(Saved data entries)
------------------------------------------------

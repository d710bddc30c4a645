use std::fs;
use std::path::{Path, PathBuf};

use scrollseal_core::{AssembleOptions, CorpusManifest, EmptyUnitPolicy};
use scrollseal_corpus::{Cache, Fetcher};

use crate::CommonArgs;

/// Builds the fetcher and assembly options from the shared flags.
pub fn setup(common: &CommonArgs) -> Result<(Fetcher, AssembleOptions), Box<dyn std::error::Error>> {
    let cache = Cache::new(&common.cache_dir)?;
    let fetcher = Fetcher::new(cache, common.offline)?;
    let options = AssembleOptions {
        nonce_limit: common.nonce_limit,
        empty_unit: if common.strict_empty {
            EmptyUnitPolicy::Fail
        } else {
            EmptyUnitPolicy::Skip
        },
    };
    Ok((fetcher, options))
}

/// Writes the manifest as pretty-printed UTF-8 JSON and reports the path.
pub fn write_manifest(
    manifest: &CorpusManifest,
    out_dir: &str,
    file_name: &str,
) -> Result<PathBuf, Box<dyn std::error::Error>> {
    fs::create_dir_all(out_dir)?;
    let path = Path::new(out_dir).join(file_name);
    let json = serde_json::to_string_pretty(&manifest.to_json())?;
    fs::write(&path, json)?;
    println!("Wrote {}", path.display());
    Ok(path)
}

------------------------------------------------

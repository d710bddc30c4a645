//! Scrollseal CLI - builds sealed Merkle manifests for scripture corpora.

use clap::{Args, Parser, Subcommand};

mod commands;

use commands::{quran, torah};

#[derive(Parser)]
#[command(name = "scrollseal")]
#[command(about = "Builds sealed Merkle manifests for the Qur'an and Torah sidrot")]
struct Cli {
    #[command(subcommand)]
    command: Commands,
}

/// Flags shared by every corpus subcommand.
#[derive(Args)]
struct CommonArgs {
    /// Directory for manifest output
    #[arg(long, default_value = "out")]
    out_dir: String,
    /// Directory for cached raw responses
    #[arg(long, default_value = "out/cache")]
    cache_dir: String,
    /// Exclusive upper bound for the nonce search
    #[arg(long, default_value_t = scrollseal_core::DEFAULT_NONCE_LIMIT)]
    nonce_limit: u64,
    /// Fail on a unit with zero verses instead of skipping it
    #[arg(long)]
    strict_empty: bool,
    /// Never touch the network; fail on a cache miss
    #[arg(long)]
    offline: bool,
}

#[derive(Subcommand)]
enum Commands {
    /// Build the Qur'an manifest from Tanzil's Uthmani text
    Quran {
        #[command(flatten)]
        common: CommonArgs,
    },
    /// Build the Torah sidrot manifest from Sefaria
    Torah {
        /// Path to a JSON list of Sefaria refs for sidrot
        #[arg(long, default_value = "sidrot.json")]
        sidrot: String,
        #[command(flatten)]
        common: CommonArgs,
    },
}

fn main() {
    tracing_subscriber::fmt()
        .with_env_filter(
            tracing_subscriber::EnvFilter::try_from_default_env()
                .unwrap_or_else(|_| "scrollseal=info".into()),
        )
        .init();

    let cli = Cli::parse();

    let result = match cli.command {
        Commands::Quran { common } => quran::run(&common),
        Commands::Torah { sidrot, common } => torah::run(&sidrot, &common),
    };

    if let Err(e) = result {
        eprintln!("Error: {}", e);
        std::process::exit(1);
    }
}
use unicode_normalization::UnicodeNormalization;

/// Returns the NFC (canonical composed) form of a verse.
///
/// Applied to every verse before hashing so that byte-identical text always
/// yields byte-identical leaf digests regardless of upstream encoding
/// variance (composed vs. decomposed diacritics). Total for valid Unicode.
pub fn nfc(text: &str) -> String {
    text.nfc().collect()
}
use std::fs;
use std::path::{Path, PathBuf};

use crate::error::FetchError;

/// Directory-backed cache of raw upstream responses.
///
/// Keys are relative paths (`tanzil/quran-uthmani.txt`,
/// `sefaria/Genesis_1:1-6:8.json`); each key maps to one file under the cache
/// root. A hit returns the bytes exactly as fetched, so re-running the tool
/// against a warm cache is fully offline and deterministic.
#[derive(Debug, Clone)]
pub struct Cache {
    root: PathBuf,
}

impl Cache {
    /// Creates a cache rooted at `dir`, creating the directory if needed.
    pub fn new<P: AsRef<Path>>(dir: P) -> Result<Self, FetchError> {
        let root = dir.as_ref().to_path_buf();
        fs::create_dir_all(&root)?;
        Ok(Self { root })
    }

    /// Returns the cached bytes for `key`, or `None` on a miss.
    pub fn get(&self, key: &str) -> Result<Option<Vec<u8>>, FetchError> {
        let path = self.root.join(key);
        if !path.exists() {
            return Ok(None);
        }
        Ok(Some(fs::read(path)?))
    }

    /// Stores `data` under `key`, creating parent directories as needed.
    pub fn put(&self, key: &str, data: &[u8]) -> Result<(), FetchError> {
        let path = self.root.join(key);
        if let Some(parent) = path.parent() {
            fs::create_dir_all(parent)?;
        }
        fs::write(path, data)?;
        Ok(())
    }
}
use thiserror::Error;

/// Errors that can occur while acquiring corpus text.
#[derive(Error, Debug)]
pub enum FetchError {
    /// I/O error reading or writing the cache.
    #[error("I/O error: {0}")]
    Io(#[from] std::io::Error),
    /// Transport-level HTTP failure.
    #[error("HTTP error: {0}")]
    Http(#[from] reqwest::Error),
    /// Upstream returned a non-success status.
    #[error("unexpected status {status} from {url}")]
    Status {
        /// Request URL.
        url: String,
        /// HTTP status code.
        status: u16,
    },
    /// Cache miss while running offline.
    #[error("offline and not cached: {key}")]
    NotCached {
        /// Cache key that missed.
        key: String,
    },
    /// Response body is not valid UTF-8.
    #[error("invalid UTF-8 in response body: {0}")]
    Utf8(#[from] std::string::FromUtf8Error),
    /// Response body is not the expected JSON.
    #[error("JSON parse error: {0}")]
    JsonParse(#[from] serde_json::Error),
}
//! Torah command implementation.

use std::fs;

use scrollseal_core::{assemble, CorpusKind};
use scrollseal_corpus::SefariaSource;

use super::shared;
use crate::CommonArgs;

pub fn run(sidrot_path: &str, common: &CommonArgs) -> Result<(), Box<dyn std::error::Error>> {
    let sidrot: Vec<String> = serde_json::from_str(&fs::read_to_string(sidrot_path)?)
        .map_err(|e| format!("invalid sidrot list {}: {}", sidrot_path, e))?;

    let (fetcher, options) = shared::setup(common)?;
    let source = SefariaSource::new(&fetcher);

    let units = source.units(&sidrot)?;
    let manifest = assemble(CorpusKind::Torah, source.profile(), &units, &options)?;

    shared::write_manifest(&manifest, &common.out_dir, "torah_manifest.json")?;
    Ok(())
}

------------------------------------------------

What you should do:
Going through the entries, return every line holding the word "shared".

The completed task:
/// Builds the fetcher and assembly options from the shared flags.
/// Flags shared by every corpus subcommand.
use super::shared;
    let (fetcher, options) = shared::setup(common)?;
    shared::write_manifest(&manifest, &common.out_dir, "torah_manifest.json")?;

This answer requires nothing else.